> [Work order]
Exactly as they appear, copy the lines from the start of the entries below to the line containing "of an extension call", both ends included.
(Listed records begins)
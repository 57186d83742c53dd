//! Extension call arguments and results

use std::fmt;
use std::rc::Rc;

use blaster_dom::{Event, EventHandler, ListenerOptions, NodeId};
use indexmap::IndexMap;
use serde::{Serialize, Serializer};

use crate::{Dom, Group};

/// Result of an extension call
#[derive(Debug, Clone, PartialEq, Default)]
pub enum Value {
    #[default]
    Null,
    Bool(bool),
    Number(f64),
    Text(String),
    List(Vec<Value>),
    Map(IndexMap<String, Value>),
    Group(Group),
    Node(NodeId),
}

impl Value {
    pub fn is_null(&self) -> bool {
        matches!(self, Value::Null)
    }

    pub fn is_bool(&self) -> bool {
        matches!(self, Value::Bool(_))
    }

    pub fn is_number(&self) -> bool {
        matches!(self, Value::Number(_))
    }

    pub fn is_text(&self) -> bool {
        matches!(self, Value::Text(_))
    }

    pub fn is_list(&self) -> bool {
        matches!(self, Value::List(_))
    }

    pub fn is_map(&self) -> bool {
        matches!(self, Value::Map(_))
    }

    pub fn is_group(&self) -> bool {
        matches!(self, Value::Group(_))
    }

    pub fn as_bool(&self) -> Option<bool> {
        match self {
            Value::Bool(b) => Some(*b),
            _ => None,
        }
    }

    pub fn as_number(&self) -> Option<f64> {
        match self {
            Value::Number(n) => Some(*n),
            _ => None,
        }
    }

    pub fn as_str(&self) -> Option<&str> {
        match self {
            Value::Text(s) => Some(s),
            _ => None,
        }
    }

    pub fn as_list(&self) -> Option<&[Value]> {
        match self {
            Value::List(items) => Some(items),
            _ => None,
        }
    }

    pub fn as_map(&self) -> Option<&IndexMap<String, Value>> {
        match self {
            Value::Map(map) => Some(map),
            _ => None,
        }
    }

    pub fn as_group(&self) -> Option<&Group> {
        match self {
            Value::Group(group) => Some(group),
            _ => None,
        }
    }

    pub fn as_node(&self) -> Option<NodeId> {
        match self {
            Value::Node(node) => Some(*node),
            _ => None,
        }
    }

    /// Map entry lookup (`None` for non-maps and missing keys)
    pub fn get(&self, key: &str) -> Option<&Value> {
        self.as_map()?.get(key)
    }
}

impl Serialize for Value {
    fn serialize<S: Serializer>(&self, serializer: S) -> Result<S::Ok, S::Error> {
        match self {
            Value::Null => serializer.serialize_unit(),
            Value::Bool(b) => serializer.serialize_bool(*b),
            Value::Number(n) => serializer.serialize_f64(*n),
            Value::Text(s) => serializer.serialize_str(s),
            Value::List(items) => serializer.collect_seq(items),
            Value::Map(map) => serializer.collect_map(map),
            // Node ids serialize as arena indices
            Value::Group(group) => serializer.collect_seq(group.iter().map(NodeId::index)),
            Value::Node(node) => serializer.serialize_u64(node.index() as u64),
        }
    }
}

impl From<bool> for Value {
    fn from(b: bool) -> Self {
        Value::Bool(b)
    }
}

impl From<f64> for Value {
    fn from(n: f64) -> Self {
        Value::Number(n)
    }
}

impl From<&str> for Value {
    fn from(s: &str) -> Self {
        Value::Text(s.to_string())
    }
}

impl From<String> for Value {
    fn from(s: String) -> Self {
        Value::Text(s)
    }
}

impl From<Vec<Value>> for Value {
    fn from(items: Vec<Value>) -> Self {
        Value::List(items)
    }
}

impl From<IndexMap<String, Value>> for Value {
    fn from(map: IndexMap<String, Value>) -> Self {
        Value::Map(map)
    }
}

impl From<Group> for Value {
    fn from(group: Group) -> Self {
        Value::Group(group)
    }
}

impl From<NodeId> for Value {
    fn from(node: NodeId) -> Self {
        Value::Node(node)
    }
}

impl<T: Into<Value>> From<Option<T>> for Value {
    fn from(value: Option<T>) -> Self {
        value.map_or(Value::Null, Into::into)
    }
}

type CallbackFn = dyn Fn(&mut Dom<'_>, Value) -> Value;

/// User function handed to `each`, `gather`, `formData` and friends.
///
/// Element iterators pass `Value::Node`, form scrapers pass the form's
/// `Value::Map`.
#[derive(Clone)]
pub struct Callback(Rc<CallbackFn>);

impl Callback {
    pub fn new(f: impl Fn(&mut Dom<'_>, Value) -> Value + 'static) -> Self {
        Self(Rc::new(f))
    }

    pub fn call(&self, dom: &mut Dom<'_>, value: Value) -> Value {
        (self.0)(dom, value)
    }

    pub fn ptr_eq(&self, other: &Callback) -> bool {
        Rc::ptr_eq(&self.0, &other.0)
    }
}

impl fmt::Debug for Callback {
    fn fmt(&self, f: &mut fmt::Formatter<'_>) -> fmt::Result {
        write!(f, "Callback({:p})", Rc::as_ptr(&self.0) as *const ())
    }
}

/// Argument to an extension call
#[derive(Debug, Clone)]
pub enum Arg {
    Null,
    Bool(bool),
    Number(f64),
    Text(String),
    /// Ordered keys
    List(Vec<String>),
    /// Ordered key/value pairs; `None` removes the key
    Map(Vec<(String, Option<String>)>),
    Node(NodeId),
    Nodes(Vec<NodeId>),
    Callback(Callback),
    Handler(EventHandler),
    Options(ListenerOptions),
    Event(Event),
}

impl Arg {
    pub fn list<I, S>(keys: I) -> Self
    where
        I: IntoIterator<Item = S>,
        S: Into<String>,
    {
        Arg::List(keys.into_iter().map(Into::into).collect())
    }

    pub fn map<I, K, V>(entries: I) -> Self
    where
        I: IntoIterator<Item = (K, Option<V>)>,
        K: Into<String>,
        V: Into<String>,
    {
        Arg::Map(
            entries
                .into_iter()
                .map(|(k, v)| (k.into(), v.map(Into::into)))
                .collect(),
        )
    }

    pub fn callback(f: impl Fn(&mut Dom<'_>, Value) -> Value + 'static) -> Self {
        Arg::Callback(Callback::new(f))
    }

    pub fn is_null(&self) -> bool {
        matches!(self, Arg::Null)
    }

    /// Scalar coerced to text (numbers and booleans are stringified)
    pub fn to_text(&self) -> Option<String> {
        match self {
            Arg::Text(s) => Some(s.clone()),
            Arg::Number(n) => Some(n.to_string()),
            Arg::Bool(b) => Some(b.to_string()),
            _ => None,
        }
    }

    /// Non-negative integral number as an index
    pub fn to_index(&self) -> Option<usize> {
        match self {
            Arg::Number(n) if *n >= 0.0 && n.fract() == 0.0 => Some(*n as usize),
            Arg::Text(s) => s.trim().parse().ok(),
            _ => None,
        }
    }

    /// Short name of the variant, for diagnostics
    pub fn kind(&self) -> &'static str {
        match self {
            Arg::Null => "null",
            Arg::Bool(_) => "bool",
            Arg::Number(_) => "number",
            Arg::Text(_) => "text",
            Arg::List(_) => "list",
            Arg::Map(_) => "map",
            Arg::Node(_) => "node",
            Arg::Nodes(_) => "nodes",
            Arg::Callback(_) => "callback",
            Arg::Handler(_) => "handler",
            Arg::Options(_) => "options",
            Arg::Event(_) => "event",
        }
    }
}

impl From<bool> for Arg {
    fn from(b: bool) -> Self {
        Arg::Bool(b)
    }
}

impl From<f64> for Arg {
    fn from(n: f64) -> Self {
        Arg::Number(n)
    }
}

impl From<usize> for Arg {
    fn from(n: usize) -> Self {
        Arg::Number(n as f64)
    }
}

impl From<&str> for Arg {
    fn from(s: &str) -> Self {
        Arg::Text(s.to_string())
    }
}

impl From<String> for Arg {
    fn from(s: String) -> Self {
        Arg::Text(s)
    }
}

impl From<NodeId> for Arg {
    fn from(node: NodeId) -> Self {
        Arg::Node(node)
    }
}

impl From<Vec<NodeId>> for Arg {
    fn from(nodes: Vec<NodeId>) -> Self {
        Arg::Nodes(nodes)
    }
}

impl From<&Group> for Arg {
    fn from(group: &Group) -> Self {
        Arg::Nodes(group.as_slice().to_vec())
    }
}

impl From<Callback> for Arg {
    fn from(callback: Callback) -> Self {
        Arg::Callback(callback)
    }
}

impl From<EventHandler> for Arg {
    fn from(handler: EventHandler) -> Self {
        Arg::Handler(handler)
    }
}

impl From<ListenerOptions> for Arg {
    fn from(options: ListenerOptions) -> Self {
        Arg::Options(options)
    }
}

impl From<Event> for Arg {
    fn from(event: Event) -> Self {
        Arg::Event(event)
    }
}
(Listed records ends)
> [Solution to this task]
repository 57186d83742c53dd
//! Extension call arguments and results

use std::fmt;
use std::rc::Rc;

use blaster_dom::{Event, EventHandler, ListenerOptions, NodeId};
use indexmap::IndexMap;
use serde::{Serialize, Serializer};

use crate::{Dom, Group};

/// Result of an extension call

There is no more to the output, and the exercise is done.